— Work to be completed —
Here are the records. Write out exactly the lines between the one holding "the first element" and the one holding "let args = args_of(table, t, SkolemKind::Accept)?;", inclusive.

+++ Data for analysis

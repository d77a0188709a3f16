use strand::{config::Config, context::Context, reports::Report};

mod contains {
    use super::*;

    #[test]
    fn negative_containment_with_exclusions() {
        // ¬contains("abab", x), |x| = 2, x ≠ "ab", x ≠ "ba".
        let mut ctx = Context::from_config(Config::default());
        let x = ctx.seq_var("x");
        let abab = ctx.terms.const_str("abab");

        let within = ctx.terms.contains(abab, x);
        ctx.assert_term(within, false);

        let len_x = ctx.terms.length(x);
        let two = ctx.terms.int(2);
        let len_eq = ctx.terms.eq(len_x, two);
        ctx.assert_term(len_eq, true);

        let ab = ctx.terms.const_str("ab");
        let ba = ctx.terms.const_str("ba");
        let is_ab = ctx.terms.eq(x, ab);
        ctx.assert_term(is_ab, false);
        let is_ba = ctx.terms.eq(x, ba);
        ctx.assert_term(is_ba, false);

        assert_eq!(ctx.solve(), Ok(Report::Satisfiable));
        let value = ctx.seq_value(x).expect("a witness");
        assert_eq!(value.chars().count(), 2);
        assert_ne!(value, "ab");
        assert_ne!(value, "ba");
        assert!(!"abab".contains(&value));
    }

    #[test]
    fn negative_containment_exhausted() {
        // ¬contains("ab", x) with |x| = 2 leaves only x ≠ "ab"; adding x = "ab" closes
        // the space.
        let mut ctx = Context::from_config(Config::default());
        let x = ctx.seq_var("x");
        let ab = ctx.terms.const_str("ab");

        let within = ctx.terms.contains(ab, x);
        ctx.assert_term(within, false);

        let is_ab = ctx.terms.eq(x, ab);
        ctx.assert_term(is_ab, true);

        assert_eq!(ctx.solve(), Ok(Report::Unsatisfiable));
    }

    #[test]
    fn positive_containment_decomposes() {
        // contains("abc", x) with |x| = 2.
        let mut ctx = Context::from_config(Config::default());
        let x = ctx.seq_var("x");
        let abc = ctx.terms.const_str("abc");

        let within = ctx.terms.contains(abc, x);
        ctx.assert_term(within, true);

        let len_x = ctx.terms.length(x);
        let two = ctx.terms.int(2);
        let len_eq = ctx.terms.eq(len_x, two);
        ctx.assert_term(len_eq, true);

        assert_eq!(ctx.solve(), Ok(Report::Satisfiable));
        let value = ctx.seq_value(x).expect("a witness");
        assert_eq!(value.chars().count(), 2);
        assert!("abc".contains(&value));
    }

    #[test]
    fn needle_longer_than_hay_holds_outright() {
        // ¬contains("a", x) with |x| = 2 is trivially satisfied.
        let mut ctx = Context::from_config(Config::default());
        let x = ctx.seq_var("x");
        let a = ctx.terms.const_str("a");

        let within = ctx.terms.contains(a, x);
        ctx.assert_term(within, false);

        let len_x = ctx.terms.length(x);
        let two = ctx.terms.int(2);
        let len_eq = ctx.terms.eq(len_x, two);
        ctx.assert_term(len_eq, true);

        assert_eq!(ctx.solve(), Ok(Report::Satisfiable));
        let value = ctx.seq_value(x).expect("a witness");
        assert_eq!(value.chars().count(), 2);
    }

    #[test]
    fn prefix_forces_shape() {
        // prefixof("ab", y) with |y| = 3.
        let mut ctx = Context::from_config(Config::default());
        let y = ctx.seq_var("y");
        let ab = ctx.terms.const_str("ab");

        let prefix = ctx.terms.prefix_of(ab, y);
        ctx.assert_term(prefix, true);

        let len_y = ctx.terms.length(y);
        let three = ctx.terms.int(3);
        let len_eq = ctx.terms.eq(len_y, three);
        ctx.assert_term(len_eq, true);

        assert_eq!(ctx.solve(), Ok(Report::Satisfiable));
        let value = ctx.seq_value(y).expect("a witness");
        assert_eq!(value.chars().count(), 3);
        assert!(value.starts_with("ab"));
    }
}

++++++
+++ Data for analysis

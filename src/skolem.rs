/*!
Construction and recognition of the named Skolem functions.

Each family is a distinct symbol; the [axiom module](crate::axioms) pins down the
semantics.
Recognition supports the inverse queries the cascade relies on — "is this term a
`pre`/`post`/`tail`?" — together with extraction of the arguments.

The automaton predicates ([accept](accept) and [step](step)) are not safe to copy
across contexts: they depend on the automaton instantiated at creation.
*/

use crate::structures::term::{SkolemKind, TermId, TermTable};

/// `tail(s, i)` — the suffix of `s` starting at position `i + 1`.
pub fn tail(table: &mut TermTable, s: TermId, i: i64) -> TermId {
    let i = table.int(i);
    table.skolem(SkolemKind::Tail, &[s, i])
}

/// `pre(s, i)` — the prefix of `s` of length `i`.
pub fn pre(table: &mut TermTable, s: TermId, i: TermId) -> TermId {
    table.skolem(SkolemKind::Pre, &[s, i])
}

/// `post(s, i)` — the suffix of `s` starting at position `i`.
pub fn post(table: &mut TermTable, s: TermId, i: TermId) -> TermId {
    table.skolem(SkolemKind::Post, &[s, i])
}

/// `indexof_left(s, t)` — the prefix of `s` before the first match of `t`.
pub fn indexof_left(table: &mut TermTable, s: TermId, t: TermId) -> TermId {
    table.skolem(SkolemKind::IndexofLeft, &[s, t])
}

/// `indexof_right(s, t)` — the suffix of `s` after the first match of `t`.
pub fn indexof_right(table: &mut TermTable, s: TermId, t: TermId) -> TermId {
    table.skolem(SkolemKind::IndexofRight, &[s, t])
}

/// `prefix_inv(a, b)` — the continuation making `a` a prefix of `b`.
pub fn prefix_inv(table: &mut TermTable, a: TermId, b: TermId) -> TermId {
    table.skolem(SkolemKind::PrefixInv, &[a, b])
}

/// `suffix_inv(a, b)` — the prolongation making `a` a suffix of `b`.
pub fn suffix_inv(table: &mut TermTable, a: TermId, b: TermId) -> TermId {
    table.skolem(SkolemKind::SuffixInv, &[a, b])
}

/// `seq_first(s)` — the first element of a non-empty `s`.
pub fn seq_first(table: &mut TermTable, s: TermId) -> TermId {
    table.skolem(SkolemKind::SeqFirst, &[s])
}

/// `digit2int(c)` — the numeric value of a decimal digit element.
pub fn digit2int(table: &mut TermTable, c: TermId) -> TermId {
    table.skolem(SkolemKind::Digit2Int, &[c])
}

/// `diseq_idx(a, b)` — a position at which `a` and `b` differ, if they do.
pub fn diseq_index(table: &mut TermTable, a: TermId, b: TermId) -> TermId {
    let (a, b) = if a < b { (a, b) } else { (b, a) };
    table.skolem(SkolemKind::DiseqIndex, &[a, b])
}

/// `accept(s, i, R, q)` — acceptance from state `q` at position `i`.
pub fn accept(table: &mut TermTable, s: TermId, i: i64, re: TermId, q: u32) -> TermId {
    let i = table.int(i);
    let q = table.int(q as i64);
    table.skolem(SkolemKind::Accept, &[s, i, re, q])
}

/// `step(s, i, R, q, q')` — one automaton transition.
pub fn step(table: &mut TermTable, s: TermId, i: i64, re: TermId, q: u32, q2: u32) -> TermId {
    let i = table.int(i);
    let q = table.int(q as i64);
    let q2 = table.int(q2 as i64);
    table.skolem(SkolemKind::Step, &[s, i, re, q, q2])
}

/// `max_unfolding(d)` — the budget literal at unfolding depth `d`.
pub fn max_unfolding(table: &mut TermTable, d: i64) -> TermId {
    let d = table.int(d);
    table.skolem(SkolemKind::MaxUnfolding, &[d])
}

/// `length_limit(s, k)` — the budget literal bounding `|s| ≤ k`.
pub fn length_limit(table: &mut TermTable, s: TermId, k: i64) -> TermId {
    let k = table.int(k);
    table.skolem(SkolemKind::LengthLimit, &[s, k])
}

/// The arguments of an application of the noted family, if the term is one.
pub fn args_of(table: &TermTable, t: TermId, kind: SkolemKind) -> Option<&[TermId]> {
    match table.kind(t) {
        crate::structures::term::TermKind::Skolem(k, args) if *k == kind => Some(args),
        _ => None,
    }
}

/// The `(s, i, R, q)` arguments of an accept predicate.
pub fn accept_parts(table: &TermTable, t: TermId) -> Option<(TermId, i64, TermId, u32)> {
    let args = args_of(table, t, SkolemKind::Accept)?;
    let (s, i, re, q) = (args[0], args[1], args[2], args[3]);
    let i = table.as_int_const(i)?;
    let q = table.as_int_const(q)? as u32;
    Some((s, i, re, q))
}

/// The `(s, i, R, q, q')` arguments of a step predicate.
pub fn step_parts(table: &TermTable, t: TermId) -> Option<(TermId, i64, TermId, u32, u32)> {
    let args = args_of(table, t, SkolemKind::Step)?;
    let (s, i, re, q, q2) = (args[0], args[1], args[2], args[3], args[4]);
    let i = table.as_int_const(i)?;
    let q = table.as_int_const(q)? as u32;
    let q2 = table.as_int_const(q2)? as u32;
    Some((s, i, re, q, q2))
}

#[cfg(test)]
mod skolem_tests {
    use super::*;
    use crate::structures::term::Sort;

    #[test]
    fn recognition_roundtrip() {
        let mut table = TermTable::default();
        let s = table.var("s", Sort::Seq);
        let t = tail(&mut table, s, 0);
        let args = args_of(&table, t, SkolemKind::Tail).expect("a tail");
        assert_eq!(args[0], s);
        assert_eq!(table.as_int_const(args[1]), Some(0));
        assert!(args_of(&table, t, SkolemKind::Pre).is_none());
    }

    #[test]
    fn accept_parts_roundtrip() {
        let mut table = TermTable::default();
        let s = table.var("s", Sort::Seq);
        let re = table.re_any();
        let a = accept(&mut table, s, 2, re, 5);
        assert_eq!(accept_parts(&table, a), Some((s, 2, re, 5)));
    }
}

++++++

— Response box —
/// `seq_first(s)` — the first element of a non-empty `s`.
pub fn seq_first(table: &mut TermTable, s: TermId) -> TermId {
    table.skolem(SkolemKind::SeqFirst, &[s])
}

/// `digit2int(c)` — the numeric value of a decimal digit element.
pub fn digit2int(table: &mut TermTable, c: TermId) -> TermId {
    table.skolem(SkolemKind::Digit2Int, &[c])
}

/// `diseq_idx(a, b)` — a position at which `a` and `b` differ, if they do.
pub fn diseq_index(table: &mut TermTable, a: TermId, b: TermId) -> TermId {
    let (a, b) = if a < b { (a, b) } else { (b, a) };
    table.skolem(SkolemKind::DiseqIndex, &[a, b])
}

/// `accept(s, i, R, q)` — acceptance from state `q` at position `i`.
pub fn accept(table: &mut TermTable, s: TermId, i: i64, re: TermId, q: u32) -> TermId {
    let i = table.int(i);
    let q = table.int(q as i64);
    table.skolem(SkolemKind::Accept, &[s, i, re, q])
}

/// `step(s, i, R, q, q')` — one automaton transition.
pub fn step(table: &mut TermTable, s: TermId, i: i64, re: TermId, q: u32, q2: u32) -> TermId {
    let i = table.int(i);
    let q = table.int(q as i64);
    let q2 = table.int(q2 as i64);
    table.skolem(SkolemKind::Step, &[s, i, re, q, q2])
}

/// `max_unfolding(d)` — the budget literal at unfolding depth `d`.
pub fn max_unfolding(table: &mut TermTable, d: i64) -> TermId {
    let d = table.int(d);
    table.skolem(SkolemKind::MaxUnfolding, &[d])
}

/// `length_limit(s, k)` — the budget literal bounding `|s| ≤ k`.
pub fn length_limit(table: &mut TermTable, s: TermId, k: i64) -> TermId {
    let k = table.int(k);
    table.skolem(SkolemKind::LengthLimit, &[s, k])
}

/// The arguments of an application of the noted family, if the term is one.
pub fn args_of(table: &TermTable, t: TermId, kind: SkolemKind) -> Option<&[TermId]> {
    match table.kind(t) {
        crate::structures::term::TermKind::Skolem(k, args) if *k == kind => Some(args),
        _ => None,
    }
}

/// The `(s, i, R, q)` arguments of an accept predicate.
pub fn accept_parts(table: &TermTable, t: TermId) -> Option<(TermId, i64, TermId, u32)> {
    let args = args_of(table, t, SkolemKind::Accept)?;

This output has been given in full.